Pull out each line of the records holding the string "clone".

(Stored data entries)
□ □ □ □ □

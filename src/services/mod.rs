//! Services layer - Business logic
//!
//! Services sit between the HTTP handlers and the repositories. They own the
//! visibility rules (published only), inquiry validation and deduplication,
//! and turn storage failures into typed errors.

pub mod inquiry;
pub mod listing;
pub mod realtor;

pub use inquiry::{InquiryService, InquiryServiceError};
pub use listing::{ListingService, ListingServiceError};
pub use realtor::{RealtorService, RealtorServiceError};
//! Router tests for the JSON API and static files
//!
//! Also home of the seeded application shared with the HTML page tests.

use super::*;
use crate::config::ListingsConfig;
use crate::db::repositories::{
    ListingRepository, RealtorRepository, SqlxListingRepository, SqlxRealtorRepository,
};
use crate::db::{create_test_pool, migrations::run_migrations};
use crate::models::{CreateListingInput, CreateRealtorInput};
use crate::theme::ThemeEngine;
use axum::{
    body::{to_bytes, Body},
    http::{header, HeaderMap, Method, Request, StatusCode},
};
use chrono::{Duration, TimeZone, Utc};
use serde_json::{json, Value};
use std::path::Path;
use tower::ServiceExt;

pub(crate) struct TestApp {
    pub router: Router,
    /// Published listings, oldest first
    pub listing_ids: Vec<i64>,
    pub draft_id: i64,
}

/// In-memory site with two realtors, seven published listings and a draft.
///
/// Newest first the published titles are: Miami Villa, Boston Brownstone,
/// Denver Loft, Dallas Condo, Austin Estate, Austin Family Home, Austin Bungalow.
pub(crate) async fn test_app() -> TestApp {
    let pool = create_test_pool().await.unwrap();
    run_migrations(&pool).await.unwrap();

    let realtors = SqlxRealtorRepository::new(pool.clone());
    let kyle = realtors
        .create(
            &CreateRealtorInput::new("Kyle Brown", "kyle@realty.test")
                .with_phone("555-0101")
                .with_mvp(true)
                .with_hire_date(Utc.with_ymd_and_hms(2020, 5, 1, 0, 0, 0).unwrap()),
        )
        .await
        .unwrap();
    let jenny = realtors
        .create(
            &CreateRealtorInput::new("Jenny Johnson", "jenny@realty.test")
                .with_hire_date(Utc.with_ymd_and_hms(2022, 9, 1, 0, 0, 0).unwrap()),
        )
        .await
        .unwrap();

    let listings = SqlxListingRepository::new(pool.clone());
    let base = Utc.with_ymd_and_hms(2024, 1, 1, 0, 0, 0).unwrap();
    let rows = [
        (kyle.id, "Austin Bungalow", "Austin", "TX", 2, 200_000, "Cozy starter home"),
        (kyle.id, "Austin Family Home", "Austin", "TX", 3, 350_000, "Large POOL and yard"),
        (jenny.id, "Austin Estate", "Austin", "TX", 4, 900_000, "Gated estate"),
        (jenny.id, "Dallas Condo", "Dallas", "TX", 1, 150_000, "Downtown views"),
        (kyle.id, "Denver Loft", "Denver", "CO", 2, 400_000, "Open plan loft"),
        (jenny.id, "Boston Brownstone", "Boston", "MA", 3, 1_200_000, "Historic charm"),
        (kyle.id, "Miami Villa", "Miami", "FL", 5, 2_000_000, "Beachfront with pool"),
    ];

    let mut listing_ids = Vec::new();
    for (day, (realtor_id, title, city, state, bedrooms, price, description)) in
        rows.into_iter().enumerate()
    {
        let listing = listings
            .create(
                &CreateListingInput::new(realtor_id, title, price, bedrooms)
                    .with_location(format!("{} Main St", day + 1), city, state, "00000")
                    .with_description(description)
                    .with_list_date(base + Duration::days(day as i64)),
            )
            .await
            .unwrap();
        listing_ids.push(listing.id);
    }

    let draft = listings
        .create(
            &CreateListingInput::new(kyle.id, "Draft House", 100_000, 2)
                .with_location("9 Hidden Ln", "Austin", "TX", "78701")
                .with_published(false)
                .with_list_date(base + Duration::days(30)),
        )
        .await
        .unwrap();

    let theme = ThemeEngine::new(Path::new("no-such-themes-dir"), "default").unwrap();
    let state = AppState::new(pool, theme, ListingsConfig::default());

    TestApp {
        router: build_router(state),
        listing_ids,
        draft_id: draft.id,
    }
}

pub(crate) fn get_request(uri: &str) -> Request<Body> {
    Request::builder().uri(uri).body(Body::empty()).unwrap()
}

pub(crate) async fn send(router: &Router, request: Request<Body>) -> (StatusCode, HeaderMap, String) {
    let response = router.clone().oneshot(request).await.unwrap();
    let status = response.status();
    let headers = response.headers().clone();
    let bytes = to_bytes(response.into_body(), usize::MAX).await.unwrap();
    (status, headers, String::from_utf8_lossy(&bytes).into_owned())
}

async fn get_json(router: &Router, uri: &str) -> (StatusCode, Value) {
    let (status, _, body) = send(router, get_request(uri)).await;
    (status, serde_json::from_str(&body).unwrap())
}

async fn post_json(router: &Router, uri: &str, body: Value) -> (StatusCode, Value) {
    let request = Request::builder()
        .method(Method::POST)
        .uri(uri)
        .header(header::CONTENT_TYPE, "application/json")
        .body(Body::from(body.to_string()))
        .unwrap();
    let (status, _, body) = send(router, request).await;
    (status, serde_json::from_str(&body).unwrap())
}

fn titles(listings: &Value) -> Vec<String> {
    listings
        .as_array()
        .unwrap()
        .iter()
        .map(|l| l["title"].as_str().unwrap().to_string())
        .collect()
}

fn inquiry(listing_id: i64, user_id: i64) -> Value {
    json!({
        "listing_id": listing_id,
        "name": "Brad Traversy",
        "email": "brad@example.com",
        "message": "Is this still available?",
        "user_id": user_id,
    })
}

// ============================================================================
// Listings
// ============================================================================

#[tokio::test]
async fn test_list_listings_first_page() {
    let app = test_app().await;
    let (status, body) = get_json(&app.router, "/api/v1/listings").await;

    assert_eq!(status, StatusCode::OK);
    assert_eq!(body["total"], 7);
    assert_eq!(body["page"], 1);
    assert_eq!(body["page_size"], 6);
    assert_eq!(body["total_pages"], 2);
    assert_eq!(body["has_next"], true);
    assert_eq!(body["has_prev"], false);
    assert_eq!(body["listings"].as_array().unwrap().len(), 6);
    assert_eq!(body["listings"][0]["title"], "Miami Villa");
    assert!(body["listings"][0].get("realtor").is_none());
}

#[tokio::test]
async fn test_list_listings_last_page() {
    let app = test_app().await;
    let (_, body) = get_json(&app.router, "/api/v1/listings?page=2").await;

    assert_eq!(titles(&body["listings"]), vec!["Austin Bungalow"]);
    assert_eq!(body["has_next"], false);
    assert_eq!(body["has_prev"], true);
}

#[tokio::test]
async fn test_list_listings_bad_page_numbers() {
    let app = test_app().await;

    for uri in ["/api/v1/listings?page=abc", "/api/v1/listings?page=0", "/api/v1/listings?page=-4"] {
        let (status, body) = get_json(&app.router, uri).await;
        assert_eq!(status, StatusCode::OK, "{}", uri);
        assert_eq!(body["page"], 1, "{}", uri);
    }

    let (status, body) = get_json(&app.router, "/api/v1/listings?page=99").await;
    assert_eq!(status, StatusCode::OK);
    assert!(body["listings"].as_array().unwrap().is_empty());
    assert_eq!(body["total"], 7);
    assert_eq!(body["has_next"], false);
}

#[tokio::test]
async fn test_list_listings_custom_page_size() {
    let app = test_app().await;
    let (_, body) = get_json(&app.router, "/api/v1/listings?page=3&page_size=3").await;
    assert_eq!(titles(&body["listings"]), vec!["Austin Bungalow"]);
    assert_eq!(body["total_pages"], 3);
}

#[tokio::test]
async fn test_search_city_and_bedrooms() {
    let app = test_app().await;
    let (status, body) =
        get_json(&app.router, "/api/v1/listings/search?city=austin&bedrooms=3").await;

    assert_eq!(status, StatusCode::OK);
    assert_eq!(body["total"], 2);
    assert_eq!(
        titles(&body["listings"]),
        vec!["Austin Family Home", "Austin Bungalow"]
    );
}

#[tokio::test]
async fn test_search_keywords_and_blank_fields() {
    let app = test_app().await;
    let (_, body) = get_json(
        &app.router,
        "/api/v1/listings/search?keywords=pool&city=&state=&bedrooms=&price=",
    )
    .await;
    assert_eq!(titles(&body["listings"]), vec!["Miami Villa", "Austin Family Home"]);

    let (_, body) = get_json(&app.router, "/api/v1/listings/search?state=TX&price=300000").await;
    assert_eq!(titles(&body["listings"]), vec!["Dallas Condo", "Austin Bungalow"]);
}

#[tokio::test]
async fn test_search_without_criteria_returns_all_published() {
    let app = test_app().await;
    let (_, body) = get_json(&app.router, "/api/v1/listings/search").await;
    assert_eq!(body["total"], 7);
    assert_eq!(body["listings"][6]["title"], "Austin Bungalow");
}

#[tokio::test]
async fn test_search_rejects_malformed_numbers() {
    let app = test_app().await;
    let (status, body) = get_json(&app.router, "/api/v1/listings/search?price=cheap").await;

    assert_eq!(status, StatusCode::BAD_REQUEST);
    assert_eq!(body["error"]["code"], "VALIDATION_ERROR");
    assert_eq!(body["error"]["details"]["field"], "price");
}

#[tokio::test]
async fn test_get_listing_with_realtor() {
    let app = test_app().await;
    let id = app.listing_ids[0];
    let (status, body) = get_json(&app.router, &format!("/api/v1/listings/{}", id)).await;

    assert_eq!(status, StatusCode::OK);
    assert_eq!(body["title"], "Austin Bungalow");
    assert_eq!(body["price"], 200_000);
    assert_eq!(body["realtor"]["name"], "Kyle Brown");
    assert_eq!(body["realtor"]["email"], "kyle@realty.test");
}

#[tokio::test]
async fn test_get_listing_not_found() {
    let app = test_app().await;

    let (status, body) = get_json(&app.router, "/api/v1/listings/9999").await;
    assert_eq!(status, StatusCode::NOT_FOUND);
    assert_eq!(body["error"]["code"], "NOT_FOUND");

    // Drafts are hidden from the public
    let (status, _) = get_json(&app.router, &format!("/api/v1/listings/{}", app.draft_id)).await;
    assert_eq!(status, StatusCode::NOT_FOUND);

    let (status, body) = get_json(&app.router, "/api/v1/listings/abc").await;
    assert_eq!(status, StatusCode::NOT_FOUND);
    assert_eq!(body["error"]["code"], "NOT_FOUND");
}

#[tokio::test]
async fn test_get_choices() {
    let app = test_app().await;
    let (status, body) = get_json(&app.router, "/api/v1/choices").await;

    assert_eq!(status, StatusCode::OK);
    assert_eq!(body["bedroom_choices"].as_array().unwrap().len(), 10);
    assert_eq!(body["price_choices"][0], json!({"value": "100000", "label": "$100,000"}));
    assert_eq!(body["state_choices"].as_array().unwrap().len(), 51);
}

#[tokio::test]
async fn test_unknown_api_path_is_json_404() {
    let app = test_app().await;
    let (status, body) = get_json(&app.router, "/api/v1/nothing-here").await;
    assert_eq!(status, StatusCode::NOT_FOUND);
    assert_eq!(body["error"]["code"], "NOT_FOUND");
}

// ============================================================================
// Inquiries
// ============================================================================

#[tokio::test]
async fn test_inquiry_deduplicated_per_user() {
    let app = test_app().await;
    let listing_id = app.listing_ids[4];

    let (status, body) = post_json(&app.router, "/api/v1/inquiries", inquiry(listing_id, 7)).await;
    assert_eq!(status, StatusCode::CREATED);
    assert_eq!(body["listing"], "Denver Loft");
    assert_eq!(body["user_id"], 7);

    let (status, body) = post_json(&app.router, "/api/v1/inquiries", inquiry(listing_id, 7)).await;
    assert_eq!(status, StatusCode::CONFLICT);
    assert_eq!(body["error"]["code"], "CONFLICT");

    let (status, _) = post_json(&app.router, "/api/v1/inquiries", inquiry(listing_id, 8)).await;
    assert_eq!(status, StatusCode::CREATED);

    // Same user, another listing
    let (status, _) =
        post_json(&app.router, "/api/v1/inquiries", inquiry(app.listing_ids[0], 7)).await;
    assert_eq!(status, StatusCode::CREATED);
}

#[tokio::test]
async fn test_anonymous_inquiries_unrestricted() {
    let app = test_app().await;
    let listing_id = app.listing_ids[4];

    for _ in 0..3 {
        let (status, _) = post_json(&app.router, "/api/v1/inquiries", inquiry(listing_id, 0)).await;
        assert_eq!(status, StatusCode::CREATED);
    }

    let mut body = inquiry(listing_id, 0);
    body.as_object_mut().unwrap().remove("user_id");
    let (status, created) = post_json(&app.router, "/api/v1/inquiries", body).await;
    assert_eq!(status, StatusCode::CREATED);
    assert_eq!(created["user_id"], 0);
}

#[tokio::test]
async fn test_inquiry_errors() {
    let app = test_app().await;

    let (status, body) = post_json(&app.router, "/api/v1/inquiries", inquiry(9999, 7)).await;
    assert_eq!(status, StatusCode::NOT_FOUND);
    assert_eq!(body["error"]["code"], "NOT_FOUND");

    let (status, _) = post_json(&app.router, "/api/v1/inquiries", inquiry(app.draft_id, 7)).await;
    assert_eq!(status, StatusCode::NOT_FOUND);

    let mut blank_name = inquiry(app.listing_ids[0], 7);
    blank_name["name"] = json!("   ");
    let (status, body) = post_json(&app.router, "/api/v1/inquiries", blank_name).await;
    assert_eq!(status, StatusCode::BAD_REQUEST);
    assert_eq!(body["error"]["details"]["field"], "name");
}

#[tokio::test]
async fn test_malformed_inquiry_requests_get_json_errors() {
    let app = test_app().await;

    let mut missing_name = inquiry(app.listing_ids[0], 7);
    missing_name.as_object_mut().unwrap().remove("name");
    let (status, body) = post_json(&app.router, "/api/v1/inquiries", missing_name).await;
    assert_eq!(status, StatusCode::BAD_REQUEST);
    assert_eq!(body["error"]["code"], "VALIDATION_ERROR");
    assert!(body["error"]["message"].as_str().unwrap().contains("name"));

    let (status, headers, body) =
        send(&app.router, get_request("/api/v1/inquiries?user_id=abc")).await;
    assert_eq!(status, StatusCode::BAD_REQUEST);
    assert!(headers[header::CONTENT_TYPE]
        .to_str()
        .unwrap()
        .starts_with("application/json"));
    let body: Value = serde_json::from_str(&body).unwrap();
    assert_eq!(body["error"]["code"], "VALIDATION_ERROR");
}

#[tokio::test]
async fn test_list_user_inquiries() {
    let app = test_app().await;
    for &id in &app.listing_ids[..3] {
        post_json(&app.router, "/api/v1/inquiries", inquiry(id, 7)).await;
    }
    post_json(&app.router, "/api/v1/inquiries", inquiry(app.listing_ids[0], 8)).await;

    let (status, body) = get_json(&app.router, "/api/v1/inquiries?user_id=7").await;
    assert_eq!(status, StatusCode::OK);
    assert_eq!(body.as_array().unwrap().len(), 3);

    let (status, body) = get_json(&app.router, "/api/v1/inquiries?user_id=0").await;
    assert_eq!(status, StatusCode::BAD_REQUEST);
    assert_eq!(body["error"]["code"], "VALIDATION_ERROR");
}

// ============================================================================
// Static files
// ============================================================================

#[tokio::test]
async fn test_static_stylesheet() {
    let app = test_app().await;
    let (status, headers, body) = send(&app.router, get_request("/static/style.css")).await;

    assert_eq!(status, StatusCode::OK);
    assert_eq!(headers[header::CONTENT_TYPE], "text/css");
    assert!(body.contains(".description"));
}

#[tokio::test]
async fn test_static_missing_file() {
    let app = test_app().await;
    let (status, _, _) = send(&app.router, get_request("/static/missing.js")).await;
    assert_eq!(status, StatusCode::NOT_FOUND);

    let (status, _, _) = send(&app.router, get_request("/static/..%2F..%2FCargo.toml")).await;
    assert_eq!(status, StatusCode::NOT_FOUND);
}
//! Realty - A small real-estate listing website

use anyhow::Result;
use std::path::Path;
use tracing_subscriber::{layer::SubscriberExt, util::SubscriberInitExt};

use realty::{
    api::{self, AppState},
    config::Config,
    db,
    theme::ThemeEngine,
};

#[tokio::main]
async fn main() -> Result<()> {
    // Initialize tracing
    tracing_subscriber::registry()
        .with(
            tracing_subscriber::EnvFilter::try_from_default_env()
                .unwrap_or_else(|_| "realty=info,tower_http=debug".into()),
        )
        .with(tracing_subscriber::fmt::layer())
        .init();

    tracing::info!("Starting Realty...");

    // Load configuration
    let config = Config::load_with_env(Path::new("config.yml"))?;
    tracing::info!("Configuration loaded");

    // Initialize database
    let pool = db::create_pool(&config.database).await?;
    pool.ping().await?;
    tracing::info!("Database connected: {:?}", config.database.driver);

    // Run migrations
    let pending = db::migrations::pending_count(&pool).await?;
    tracing::info!("{} pending migration(s)", pending);
    db::migrations::run_migrations(&pool).await?;
    tracing::info!("Database migrations completed");

    // Initialize theme engine
    let theme_engine = ThemeEngine::new(&config.theme.path, &config.theme.active)?;
    tracing::info!("Theme engine initialized: {}", theme_engine.active_theme());

    let state = AppState::new(pool.clone(), theme_engine, config.listings.clone());
    let app = api::build_router(state);

    // Start server
    let addr = format!("{}:{}", config.server.host, config.server.port);
    let listener = tokio::net::TcpListener::bind(&addr).await?;
    tracing::info!("Server listening on http://{}", addr);

    axum::serve(listener, app)
        .with_graceful_shutdown(shutdown_signal())
        .await?;

    tracing::info!("Server stopped, closing database connections");
    pool.close().await;

    Ok(())
}

async fn shutdown_signal() {
    if let Err(e) = tokio::signal::ctrl_c().await {
        tracing::error!("Failed to listen for shutdown signal: {}", e);
    }
}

□ □ □ □ □

Task answer
    let realtors = SqlxRealtorRepository::new(pool.clone());
    let listings = SqlxListingRepository::new(pool.clone());
    let response = router.clone().oneshot(request).await.unwrap();
    let headers = response.headers().clone();
    let state = AppState::new(pool.clone(), theme_engine, config.listings.clone());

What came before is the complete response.